| Data supplied |
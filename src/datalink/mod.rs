//! Selects a transport for a configured interface and builds CAN, ISO-TP and UDS objects on top of it.
//! ## Example
//! ```rust,no_run
//! use ecu_link::datalink::{DataLink, DataLinkConfig, PlatformConfig, PlatformLink};
//!
//! fn datalink_example() -> ecu_link::Result<()> {
//!     let link = DataLink::new(DataLinkConfig::socketcan("can0"));
//!     let platform = PlatformConfig::new("obd", 0x7e0.into(), 0x7e8.into());
//!     let mut uds = PlatformLink::new(link, platform).uds()?;
//!
//!     uds.tester_present()?;
//!     Ok(())
//! }
//! ```

mod config;
mod handle;
mod platform;

use tracing::info;

use crate::can::CanAdapter;
use crate::error::Error;
use crate::isotp::{IsoTPOptions, IsoTpChannel};
use crate::Result;

pub use config::{DataLinkConfig, DataLinkKind, PlatformConfig, DEFAULT_ELM327_BAUDRATE};
pub use handle::SharedHandle;
pub use platform::PlatformLink;

#[cfg(feature = "elm327")]
type ElmSession = parking_lot::Mutex<crate::elm327::Elm327<Box<dyn serialport::SerialPort>>>;

#[cfg(any(
    not(feature = "j2534"),
    not(feature = "elm327"),
    all(target_os = "linux", not(feature = "socketcan"))
))]
fn feature_disabled(transport: &str, feature: &str) -> Error {
    Error::Unsupported(format!("{} support requires the `{}` feature", transport, feature))
}

#[cfg(not(all(target_os = "linux", feature = "socketcan")))]
fn socketcan_unavailable() -> Error {
    if cfg!(target_os = "linux") {
        feature_disabled("SocketCAN", "socketcan")
    } else {
        Error::Unsupported("SocketCAN is only available on Linux".into())
    }
}

/// A configured interface. Device handles are opened on first use and shared by all channels created from it.
pub struct DataLink {
    config: DataLinkConfig,
    #[cfg(feature = "j2534")]
    j2534: SharedHandle<crate::j2534::Device>,
    #[cfg(feature = "elm327")]
    elm327: SharedHandle<ElmSession>,
}

impl DataLink {
    pub fn new(config: DataLinkConfig) -> Self {
        Self {
            config,
            #[cfg(feature = "j2534")]
            j2534: SharedHandle::new(),
            #[cfg(feature = "elm327")]
            elm327: SharedHandle::new(),
        }
    }

    pub fn config(&self) -> &DataLinkConfig {
        &self.config
    }

    pub fn name(&self) -> &str {
        &self.config.name
    }

    #[cfg(feature = "j2534")]
    fn j2534_device(&self, library: &str) -> Result<std::sync::Arc<crate::j2534::Device>> {
        self.j2534
            .get_or_open(|| Ok(crate::j2534::Device::open(library)?))
    }

    #[cfg(feature = "elm327")]
    fn elm327_session(&self, port: &str, baudrate: u32) -> Result<std::sync::Arc<ElmSession>> {
        self.elm327.get_or_open(|| {
            let elm = crate::elm327::Elm327::open(port, baudrate)?;
            Ok(parking_lot::Mutex::new(elm))
        })
    }

    /// Raw CAN access at `bitrate`. SocketCAN interfaces keep the bitrate configured in the OS.
    pub fn can(&self, bitrate: u32) -> Result<Box<dyn CanAdapter + Send>> {
        info!("Opening CAN on {} at {} bit/s", self.config.kind, bitrate);

        match &self.config.kind {
            #[cfg(all(target_os = "linux", feature = "socketcan"))]
            DataLinkKind::SocketCan { interface } => Ok(Box::new(crate::socketcan::SocketCan::open(interface)?)),
            #[cfg(not(all(target_os = "linux", feature = "socketcan")))]
            DataLinkKind::SocketCan { .. } => Err(socketcan_unavailable()),
            #[cfg(feature = "j2534")]
            DataLinkKind::PassThru { library } => {
                let device = self.j2534_device(library)?;
                Ok(Box::new(crate::j2534::J2534Can::connect(device, bitrate)?))
            }
            #[cfg(not(feature = "j2534"))]
            DataLinkKind::PassThru { .. } => Err(feature_disabled("J2534", "j2534")),
            DataLinkKind::Elm327 { .. } => Err(Error::Unsupported(
                "ELM327 adapters do not provide raw CAN access".into(),
            )),
        }
    }

    /// ISO-TP channel at `bitrate`: segmented on the host for SocketCAN, native for J2534 and ELM327.
    pub fn isotp(&self, options: IsoTPOptions, bitrate: u32) -> Result<Box<dyn IsoTpChannel + Send>> {
        info!(
            "Opening ISO-TP on {}, {:?} -> {:?}",
            self.config.kind, options.source_id, options.dest_id
        );

        match &self.config.kind {
            #[cfg(all(target_os = "linux", feature = "socketcan"))]
            DataLinkKind::SocketCan { interface } => {
                let mut adapter = crate::socketcan::SocketCan::open(interface)?;
                adapter.set_filter(options.dest_id)?;
                Ok(Box::new(crate::isotp::IsoTPAdapter::new(adapter, options)))
            }
            #[cfg(not(all(target_os = "linux", feature = "socketcan")))]
            DataLinkKind::SocketCan { .. } => Err(socketcan_unavailable()),
            #[cfg(feature = "j2534")]
            DataLinkKind::PassThru { library } => {
                let device = self.j2534_device(library)?;
                Ok(Box::new(crate::j2534::J2534IsoTp::connect(device, bitrate, options)?))
            }
            #[cfg(not(feature = "j2534"))]
            DataLinkKind::PassThru { .. } => Err(feature_disabled("J2534", "j2534")),
            #[cfg(feature = "elm327")]
            DataLinkKind::Elm327 { port, baudrate } => {
                let session = self.elm327_session(port, *baudrate)?;
                Ok(Box::new(crate::elm327::Elm327IsoTp::new(session, bitrate, options)?))
            }
            #[cfg(not(feature = "elm327"))]
            DataLinkKind::Elm327 { .. } => Err(feature_disabled("ELM327", "elm327")),
        }
    }
}

#[cfg(all(target_os = "linux", feature = "socketcan"))]
fn detect_socketcan() -> Vec<DataLinkConfig> {
    // ARPHRD_CAN
    const CAN_LINK_TYPE: &str = "280";

    let Ok(entries) = std::fs::read_dir("/sys/class/net") else {
        return vec![];
    };

    let mut links: Vec<DataLinkConfig> = entries
        .flatten()
        .filter(|entry| {
            std::fs::read_to_string(entry.path().join("type"))
                .map(|t| t.trim() == CAN_LINK_TYPE)
                .unwrap_or(false)
        })
        .filter_map(|entry| entry.file_name().into_string().ok())
        .map(|interface| DataLinkConfig::socketcan(&interface))
        .collect();
    links.sort_by(|a, b| a.name.cmp(&b.name));
    links
}

#[cfg(not(all(target_os = "linux", feature = "socketcan")))]
fn detect_socketcan() -> Vec<DataLinkConfig> {
    vec![]
}

/// Enumerate candidate links: SocketCAN interfaces, installed J2534 drivers and serial ports.
pub fn detect() -> Vec<DataLinkConfig> {
    let mut links = detect_socketcan();

    #[cfg(feature = "j2534")]
    links.extend(
        crate::j2534::drivers()
            .into_iter()
            .map(|driver| DataLinkConfig::passthru(&driver.name, &driver.library.to_string_lossy())),
    );

    #[cfg(feature = "elm327")]
    if let Ok(ports) = serialport::available_ports() {
        links.extend(
            ports
                .into_iter()
                .map(|port| DataLinkConfig::elm327(&port.port_name, DEFAULT_ELM327_BAUDRATE)),
        );
    }

    info!("Detected {} data links", links.len());
    links
}

#[cfg(test)]
mod tests {
    use super::*;

    #[test]
    fn elm327_has_no_raw_can() {
        let link = DataLink::new(DataLinkConfig::elm327("/dev/null", DEFAULT_ELM327_BAUDRATE));
        assert!(matches!(link.can(500_000), Err(Error::Unsupported(_))));
    }

    #[cfg(not(feature = "j2534"))]
    #[test]
    fn disabled_j2534_names_feature() {
        let link = DataLink::new(DataLinkConfig::passthru("missing", "/nonexistent/j2534.so"));
        match link.can(500_000) {
            Err(Error::Unsupported(msg)) => assert!(msg.contains("`j2534` feature"), "{}", msg),
            other => panic!("Expected Unsupported, got {:?}", other.err()),
        }
    }

    #[cfg(not(feature = "elm327"))]
    #[test]
    fn disabled_elm327_names_feature() {
        let link = DataLink::new(DataLinkConfig::elm327("/dev/null", DEFAULT_ELM327_BAUDRATE));
        let options = IsoTPOptions::from_id(0x7e0.into());
        match link.isotp(options, 500_000) {
            Err(Error::Unsupported(msg)) => assert!(msg.contains("`elm327` feature"), "{}", msg),
            other => panic!("Expected Unsupported, got {:?}", other.err()),
        }
    }

    #[cfg(feature = "j2534")]
    #[test]
    fn missing_j2534_library() {
        let link = DataLink::new(DataLinkConfig::passthru("missing", "/nonexistent/j2534.so"));
        assert!(matches!(
            link.can(500_000),
            Err(Error::J2534Error(crate::j2534::Error::LoadFailed(_)))
        ));
    }
}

| Exercise brief |
Return every line of the entries above that the string "else" appears in.

| Solution for this problem |
    } else {
    let Ok(entries) = std::fs::read_dir("/sys/class/net") else {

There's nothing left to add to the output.